60 years or so is a long period to cover in a book that runs to just 250 pages, but as it is set out like a number of snapshot paragraphs rarely lasting more than 2 pages it works well. She guides her readers through the deprivation in Paris after the end of the second world war, examining the black and white photographs she sees and remembers the struggles within her own family and how people mended and made do, clinging to life within the family as they tried to make the best of things. She came from a relatively poor family and so life for her was harder than for some. She talks about the feelings of frustration during the last years of General de Gaul's rule, but then things start to improve. As a young woman she benefits from the sexual freedom ushered in by the contraceptive pill, certain woman started to feel more independent of men and this was reflected in some literature and female icons started to appear, she remembers Simone de Beauvoir as one of the first.

She states that 1968 was "the first year of the world." The student riots in Paris and the striking workers that at one time threatened the existence of the fifth republic. Ernaux was 28 and married with two children at this time, but there is regret that she could not be personally involved. She describes it as a period of hope for real change to a more equal society and as the years pass by and the progressive ideas of that time were pushed further away, she looks back to a sort of missed opportunity. She celebrates with friends and family when François Mitterand was elected as the first socialist president.

Later in the book a picture of a woman alone in her garden leads her to reflect on a life as a divorcé. Her children have grown and left home and she celebrates her freedom. It is like she is recapturing or continuing on from her youth that was put on hold when she married. She can go out dating, she can have lovers when the opportunity arises and can follow her own interests and diversions. She talks later of having a younger lover and the joy it aroused in her. She always uses the third person, as though she is keeping these memories at a little distance, perhaps she is imagining she is speaking for other women similar to her and by linking her thoughts and feelings to incidents and events in Paris and the world beyond, she is creating a sort of universal portrait. As she gets older she feels less assured in the world. The terrorist incidents in Paris in 1995 targeting the transport system shake her considerably as she lives in the suburbs and the new technological revolution and use of smart phones is a challenge. She becomes more concerned with the world situation. She is critical of the consumer society and worries about wars that continue to threaten peace. The book ends as it started with a series of sentences describing photographs in the public domain that have lived in her memory.
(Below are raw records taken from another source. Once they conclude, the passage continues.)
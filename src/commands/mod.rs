pub mod dispatcher;
pub mod error;
pub mod executor;
pub mod hyperv;
pub mod timeout;
pub mod validator;

pub use dispatcher::{FailureKind, OperationOutcome, OperationRequest, PowerRequest, VmDispatcher};
pub use error::RequestError;
pub use executor::{CommandExecutor, CommandResult, CommandRunner};
pub use hyperv::{VmAction, VmOperation};
pub use timeout::{TimeoutPhase, TimeoutStrategy, TimeoutTracker};
pub use validator::VmNameValidator;
use std::time::{Duration, Instant};

/// Timeout policy for a single management-tool invocation
#[derive(Debug, Clone)]
pub struct TimeoutStrategy {
    /// Hard limit in seconds; the process is killed once it is reached
    pub timeout_secs: u64,

    /// Fraction of the limit after which a slow command is reported
    pub warning_multiplier: f64,
}

const DEFAULT_WARNING_MULTIPLIER: f64 = 0.8;

impl Default for TimeoutStrategy {
    fn default() -> Self {
        Self {
            timeout_secs: 30,
            warning_multiplier: DEFAULT_WARNING_MULTIPLIER,
        }
    }
}

impl TimeoutStrategy {
    pub fn with_timeout(timeout_secs: u64) -> Self {
        Self {
            timeout_secs,
            ..Default::default()
        }
    }

    /// Get warning threshold
    pub fn warning_timeout(&self) -> Duration {
        Duration::from_secs_f64(self.timeout_secs as f64 * self.warning_multiplier)
    }

    /// Get kill threshold
    pub fn kill_timeout(&self) -> Duration {
        Duration::from_secs(self.timeout_secs)
    }
}

/// Current phase of a running command
#[derive(Debug, Clone, Copy, PartialEq, Eq)]
pub enum TimeoutPhase {
    /// Within the expected duration
    Normal,
    /// Past the warning threshold, still allowed to finish
    Warning,
    /// Past the limit, must be terminated
    ForceKill,
}

/// Tracks timeout state for a running command
#[derive(Debug)]
pub struct TimeoutTracker {
    strategy: TimeoutStrategy,
    start_time: Instant,
}

impl TimeoutTracker {
    pub fn new(strategy: TimeoutStrategy) -> Self {
        Self {
            strategy,
            start_time: Instant::now(),
        }
    }

    /// Get current phase based on elapsed time
    pub fn current_phase(&self) -> TimeoutPhase {
        let elapsed = self.start_time.elapsed();

        if elapsed >= self.strategy.kill_timeout() {
            TimeoutPhase::ForceKill
        } else if elapsed >= self.strategy.warning_timeout() {
            TimeoutPhase::Warning
        } else {
            TimeoutPhase::Normal
        }
    }

    pub fn elapsed(&self) -> Duration {
        self.start_time.elapsed()
    }

    /// Time remaining until the next phase boundary, `None` once killing is due
    pub fn time_to_next_phase(&self) -> Option<Duration> {
        let elapsed = self.start_time.elapsed();
        let boundary = match self.current_phase() {
            TimeoutPhase::Normal => self.strategy.warning_timeout(),
            TimeoutPhase::Warning => self.strategy.kill_timeout(),
            TimeoutPhase::ForceKill => return None,
        };
        Some(boundary.saturating_sub(elapsed))
    }
}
This was a fascinating read for me as I have only lived in France since 2005 and the book was published in 2008 and although I have spent sometime trying to catch up with the culture that I have missed, I still had to google names, places and events that would be familiar to native french people or at least native Parisians: I started making a list, but soon gave up. There are of course some wise words and I noted some sentences that I like (excuse my rough translations):

On politics: It was better to live without expecting anything from the left than worrying continually about the right.

On religion: the catholic church in losing the battle over the sexual revolution lost everything

Life in the 1970's when the war was no longer the subject of most conversations: It was a time when the children replaced the time of the dead.

Sex: To be here in this bed with this young man, it is a sensation that does away with her history and she says that she wrote in her diary: He has lifted me out of my generation, but I am not in his, I am nowhere in time. It is the angel that has revived the past; made it eternal.

Her attempts at making this an impersonal biography have resulted in hardly anything written directly about her own life. There is nothing about her career as an author. She has used the term autosociobiographie to reflect her oeuvre and Les années fits right in with this. In some ways it is an ambitious book which I don't think always works, for example it can degenerate into a list of events, which is encouraged by the snapshot approach to the layout, however it is still a four star read and I would add an extra half star for filling in some background to my life in France.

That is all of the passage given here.